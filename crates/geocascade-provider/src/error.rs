//! Error types for the geocascade-provider crate.

/// Errors that can occur during a single geocoding attempt.
#[derive(Debug, thiserror::Error)]
pub enum GeocodeError {
    /// The provider needs an API key that is not configured.
    #[error("{var} not set")]
    CredentialMissing { var: String },

    /// HTTP request failed
    #[error("HTTP error: {0}")]
    Transport(#[from] reqwest::Error),

    /// Response body did not match the provider's shape
    #[error("Decode error: {0}")]
    Decode(#[from] serde_json::Error),

    /// Provider answered but returned no candidate location
    #[error("no results")]
    NoResults,

    /// Provider reported a non-success status in the body
    #[error("no results (status: {status})")]
    VendorStatus { status: String },
}
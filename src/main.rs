mod batch;
mod check;
mod cli;
mod utils;

use clap::Parser;
use cli::{Cli, Commands};

fn main() {
    env_logger::init();
    let cli = Cli::parse();

    let result = match cli.command {
        Commands::Check { suites, output } => check::run_check(&suites, &output),
        Commands::Batch {
            machines,
            machines_file,
            kube_machines,
            kube_selector,
            kube_unready,
            suites,
            concurrency,
            ssh_user,
            remote_command,
            connect_timeout,
            output,
        } => batch::run_batch(batch::BatchRun {
            machines,
            machines_file,
            kube_machines,
            kube_selector,
            kube_unready,
            suites,
            concurrency,
            ssh_user,
            remote_command,
            connect_timeout,
            output,
        }),
        Commands::Suites => check::list_suites(),
    };

    if let Err(e) = result {
        eprintln!("Error: {}", e);
        std::process::exit(1);
    }
}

▶ [Required work]: Among the lines above, find those holding "geocascade" and copy each one.

▶ [Solution]:
filename crates/geocascade-provider/src/error.rs
//! Error types for the geocascade-provider crate.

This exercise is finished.